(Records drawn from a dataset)

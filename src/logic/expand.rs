use std::sync::Arc;

use chrono::{DateTime, Utc};

use crate::model::{parse_meeting_datetime, Calendar, CalendarSummary, Meeting, MeetingSummary};
use crate::peer::{PeerResolver, Resolution};

/// Turns persisted summaries into the full representations served to
/// clients, resolving foreign ids through the sibling registries.
#[derive(Clone)]
pub struct Expander {
    peers: Arc<dyn PeerResolver>,
}

impl Expander {
    pub fn new(peers: Arc<dyn PeerResolver>) -> Self {
        Self { peers }
    }

    pub async fn expand_calendar(&self, summary: CalendarSummary) -> Calendar {
        let meetings = if summary.meetings.is_empty() {
            Vec::new()
        } else {
            settle("meetings", &summary.id, self.peers.meetings(&summary.meetings).await)
        };

        Calendar {
            id: summary.id,
            title: summary.title,
            details: summary.details,
            meetings,
        }
    }

    pub async fn expand_meeting(&self, summary: MeetingSummary) -> Meeting {
        let calendars = async {
            if summary.calendars.is_empty() {
                return Vec::new();
            }
            settle("calendars", &summary.id, self.peers.calendars(&summary.calendars).await)
        };
        let participants = async {
            if summary.participants.is_empty() {
                return Vec::new();
            }
            settle(
                "participants",
                &summary.id,
                self.peers.participants(&summary.participants).await,
            )
        };
        let attachments = async {
            if summary.attachments.is_empty() {
                return Vec::new();
            }
            settle(
                "attachments",
                &summary.id,
                self.peers.attachments(&summary.attachments).await,
            )
        };
        let (calendars, participants, attachments) =
            tokio::join!(calendars, participants, attachments);

        let datetime = meeting_datetime_or_now(&summary.id, &summary.datetime);

        Meeting {
            id: summary.id,
            title: summary.title,
            details: summary.details,
            datetime,
            location: summary.location,
            calendars,
            participants,
            attachments,
        }
    }

    pub async fn expand_calendars(&self, summaries: Vec<CalendarSummary>) -> Vec<Calendar> {
        futures::future::join_all(summaries.into_iter().map(|s| self.expand_calendar(s))).await
    }

    pub async fn expand_meetings(&self, summaries: Vec<MeetingSummary>) -> Vec<Meeting> {
        futures::future::join_all(summaries.into_iter().map(|s| self.expand_meeting(s))).await
    }
}

/// Degraded lookups still expand, to an empty list.
fn settle<T>(field: &str, owner: &str, resolution: Resolution<T>) -> Vec<T> {
    if let Resolution::Degraded { reason } = &resolution {
        log::warn!("Expanding {} of {} without related records: {}", field, owner, reason);
    }
    resolution.into_items()
}

/// Stored date-times that do not match the meeting layout are replaced by
/// the current time.
fn meeting_datetime_or_now(owner: &str, text: &str) -> DateTime<Utc> {
    parse_meeting_datetime(text).unwrap_or_else(|| {
        log::debug!("Meeting {} has unparseable datetime {:?}", owner, text);
        Utc::now()
    })
}
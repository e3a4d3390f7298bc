use crate::model::{
    CalendarRelation, CalendarSummary, CalendarUpdate, Id, MeetingRelation, MeetingSummary,
    MeetingUpdate,
};
use anyhow::Result;

/// Persistence for calendar summaries.
///
/// `Ok(None)` and `Ok(false)` mean no record matched the id; `Err` is
/// reserved for storage failures.
#[async_trait::async_trait]
pub trait CalendarStore: Send + Sync {
    async fn list_calendars(&self) -> Result<Vec<CalendarSummary>>;
    async fn list_calendars_by_ids(&self, ids: &[Id]) -> Result<Vec<CalendarSummary>>;
    async fn get_calendar(&self, id: &Id) -> Result<Option<CalendarSummary>>;
    /// Fails if a calendar with the same id already exists.
    async fn insert_calendar(&self, calendar: CalendarSummary) -> Result<CalendarSummary>;
    async fn update_calendar(
        &self,
        id: &Id,
        update: &CalendarUpdate,
    ) -> Result<Option<CalendarSummary>>;
    /// Set-union insert; values already present are left alone.
    async fn add_to_calendar(
        &self,
        id: &Id,
        relation: CalendarRelation,
        values: &[Id],
    ) -> Result<Option<CalendarSummary>>;
    /// Removes every occurrence of each value.
    async fn remove_from_calendar(
        &self,
        id: &Id,
        relation: CalendarRelation,
        values: &[Id],
    ) -> Result<Option<CalendarSummary>>;
    async fn delete_calendar(&self, id: &Id) -> Result<bool>;
}

/// Persistence for meeting summaries, same conventions as [`CalendarStore`].
#[async_trait::async_trait]
pub trait MeetingStore: Send + Sync {
    async fn list_meetings(&self) -> Result<Vec<MeetingSummary>>;
    async fn list_meetings_by_ids(&self, ids: &[Id]) -> Result<Vec<MeetingSummary>>;
    async fn get_meeting(&self, id: &Id) -> Result<Option<MeetingSummary>>;
    async fn insert_meeting(&self, meeting: MeetingSummary) -> Result<MeetingSummary>;
    async fn update_meeting(
        &self,
        id: &Id,
        update: &MeetingUpdate,
    ) -> Result<Option<MeetingSummary>>;
    async fn add_to_meeting(
        &self,
        id: &Id,
        relation: MeetingRelation,
        values: &[Id],
    ) -> Result<Option<MeetingSummary>>;
    async fn remove_from_meeting(
        &self,
        id: &Id,
        relation: MeetingRelation,
        values: &[Id],
    ) -> Result<Option<MeetingSummary>>;
    async fn delete_meeting(&self, id: &Id) -> Result<bool>;
}

pub trait Store: CalendarStore + MeetingStore + Send + Sync {}

impl<T: CalendarStore + MeetingStore + Send + Sync> Store for T {}
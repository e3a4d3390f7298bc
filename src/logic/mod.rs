pub mod expand;

pub use expand::*;
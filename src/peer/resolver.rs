use crate::model::{Attachment, CalendarSummary, Id, MeetingSummary, Participant};

/// Outcome of a sibling-registry lookup.
///
/// Lookups are best effort: a failed lookup reads as an empty list through
/// [`Resolution::into_items`], but stays distinguishable from a lookup that
/// genuinely found nothing.
#[derive(Debug, Clone, PartialEq)]
pub enum Resolution<T> {
    Resolved(Vec<T>),
    Degraded { reason: String },
}

impl<T> Resolution<T> {
    pub fn empty() -> Self {
        Resolution::Resolved(Vec::new())
    }

    pub fn degraded(reason: impl Into<String>) -> Self {
        Resolution::Degraded {
            reason: reason.into(),
        }
    }

    pub fn is_degraded(&self) -> bool {
        matches!(self, Resolution::Degraded { .. })
    }

    pub fn into_items(self) -> Vec<T> {
        match self {
            Resolution::Resolved(items) => items,
            Resolution::Degraded { .. } => Vec::new(),
        }
    }
}

/// Fetches records owned by sibling registries.
#[async_trait::async_trait]
pub trait PeerResolver: Send + Sync {
    async fn calendars(&self, ids: &[Id]) -> Resolution<CalendarSummary>;
    async fn meetings(&self, ids: &[Id]) -> Resolution<MeetingSummary>;
    async fn participants(&self, ids: &[Id]) -> Resolution<Participant>;
    async fn attachments(&self, ids: &[Id]) -> Resolution<Attachment>;
}
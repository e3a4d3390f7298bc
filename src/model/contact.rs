use crate::model::Id;
use serde::{Deserialize, Serialize};

/// Participant record owned by the participants registry.
#[derive(Debug, Clone, PartialEq, Serialize, Deserialize)]
pub struct Participant {
    pub id: Id,
    #[serde(default)]
    pub name: String,
    #[serde(default)]
    pub email: String,
}

/// Attachment record owned by the attachments registry, which names its
/// fields `attachmentsId` and `attachmentUrl`.
#[derive(Debug, Clone, PartialEq, Serialize, Deserialize)]
pub struct Attachment {
    #[serde(alias = "attachmentsId")]
    pub id: Id,
    #[serde(default, alias = "attachmentUrl")]
    pub url: String,
}
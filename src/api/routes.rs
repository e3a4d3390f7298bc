use axum::{
    middleware,
    routing::{delete, get, post, put},
    Router,
};

use crate::api::handlers::{self, AppState};
use crate::api::{calendar_handlers, meeting_handlers};
use crate::model::EntityKind;
use crate::store::traits::Store;

/// Router for whichever registry this process serves.
pub fn create_router<S: Store + 'static>(kind: EntityKind) -> anyhow::Result<Router<AppState<S>>> {
    match kind {
        EntityKind::Calendars => Ok(create_calendar_router()),
        EntityKind::Meetings => Ok(create_meeting_router()),
        other => Err(anyhow::anyhow!(
            "{} are served by an external registry, not by this service",
            other
        )),
    }
}

pub fn create_calendar_router<S: Store + 'static>() -> Router<AppState<S>> {
    Router::new()
        // Health check
        .route("/health", get(handlers::health_check))
        // Collection
        .route("/calendars", get(calendar_handlers::list_calendars::<S>))
        .route("/calendars", post(calendar_handlers::create_calendar::<S>))
        .route("/calendars/:id", get(calendar_handlers::get_calendar::<S>))
        .route("/calendars/:id", put(calendar_handlers::update_calendar::<S>))
        .route("/calendars/:id", delete(calendar_handlers::delete_calendar::<S>))
        // Meetings on a calendar, batch form
        .route(
            "/calendars/:id/meetings",
            post(calendar_handlers::add_meetings::<S>),
        )
        .route(
            "/calendars/:id/meetings",
            delete(calendar_handlers::remove_meetings::<S>),
        )
        .route(
            "/calendars/:id/addMeetings",
            post(calendar_handlers::add_meetings::<S>),
        )
        .route(
            "/calendars/:id/removeMeetings",
            post(calendar_handlers::remove_meetings::<S>),
        )
        // Meetings on a calendar, one id in the path
        .route(
            "/calendars/:id/addMeeting/:meeting_id",
            get(calendar_handlers::add_meeting::<S>),
        )
        .route(
            "/calendars/:id/removeMeeting/:meeting_id",
            get(calendar_handlers::remove_meeting::<S>),
        )
        .route(
            "/calendars/:id/meetings/:meeting_id",
            delete(calendar_handlers::remove_meeting::<S>),
        )
        .fallback(handlers::route_not_found)
        .layer(middleware::map_response(handlers::envelope_method_not_allowed))
}

pub fn create_meeting_router<S: Store + 'static>() -> Router<AppState<S>> {
    Router::new()
        // Health check
        .route("/health", get(handlers::health_check))
        // Collection
        .route("/meetings", get(meeting_handlers::list_meetings::<S>))
        .route("/meetings", post(meeting_handlers::create_meeting::<S>))
        .route("/meetings/:id", get(meeting_handlers::get_meeting::<S>))
        .route("/meetings/:id", put(meeting_handlers::update_meeting::<S>))
        .route("/meetings/:id", delete(meeting_handlers::delete_meeting::<S>))
        // Batch relationship updates
        .route(
            "/meetings/:id/addCalendars",
            post(meeting_handlers::add_calendars::<S>),
        )
        .route(
            "/meetings/:id/removeCalendars",
            post(meeting_handlers::remove_calendars::<S>),
        )
        .route(
            "/meetings/:id/addParticipants",
            post(meeting_handlers::add_participants::<S>),
        )
        .route(
            "/meetings/:id/removeParticipants",
            post(meeting_handlers::remove_participants::<S>),
        )
        .route(
            "/meetings/:id/addAttachments",
            post(meeting_handlers::add_attachments::<S>),
        )
        .route(
            "/meetings/:id/removeAttachments",
            post(meeting_handlers::remove_attachments::<S>),
        )
        // Resource-style aliases; the attachments registry posts here
        .route(
            "/meetings/:id/calendars",
            post(meeting_handlers::add_calendars::<S>),
        )
        .route(
            "/meetings/:id/participants",
            post(meeting_handlers::add_participants::<S>),
        )
        .route(
            "/meetings/:id/attachments",
            post(meeting_handlers::add_attachments::<S>),
        )
        // One related id in the path
        .route(
            "/meetings/:id/addCalendar/:calendar_id",
            get(meeting_handlers::add_calendar::<S>),
        )
        .route(
            "/meetings/:id/removeCalendar/:calendar_id",
            get(meeting_handlers::remove_calendar::<S>),
        )
        .route(
            "/meetings/:id/addParticipant/:participant_id",
            get(meeting_handlers::add_participant::<S>),
        )
        .route(
            "/meetings/:id/removeParticipant/:participant_id",
            get(meeting_handlers::remove_participant::<S>),
        )
        .route(
            "/meetings/:id/addAttachment/:attachment_id",
            get(meeting_handlers::add_attachment::<S>),
        )
        .route(
            "/meetings/:id/removeAttachment/:attachment_id",
            get(meeting_handlers::remove_attachment::<S>),
        )
        // Resource-style removal; the attachments registry deletes through here
        .route(
            "/meetings/:id/calendars/:calendar_id",
            delete(meeting_handlers::remove_calendar::<S>),
        )
        .route(
            "/meetings/:id/participants/:participant_id",
            delete(meeting_handlers::remove_participant::<S>),
        )
        .route(
            "/meetings/:id/attachments/:attachment_id",
            delete(meeting_handlers::remove_attachment::<S>),
        )
        .fallback(handlers::route_not_found)
        .layer(middleware::map_response(handlers::envelope_method_not_allowed))
}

* TASK DETAILS
Across the records above, count each line that holds the word "CalendarUpdate" and give only the resulting number.

* TASK RESPONSE
2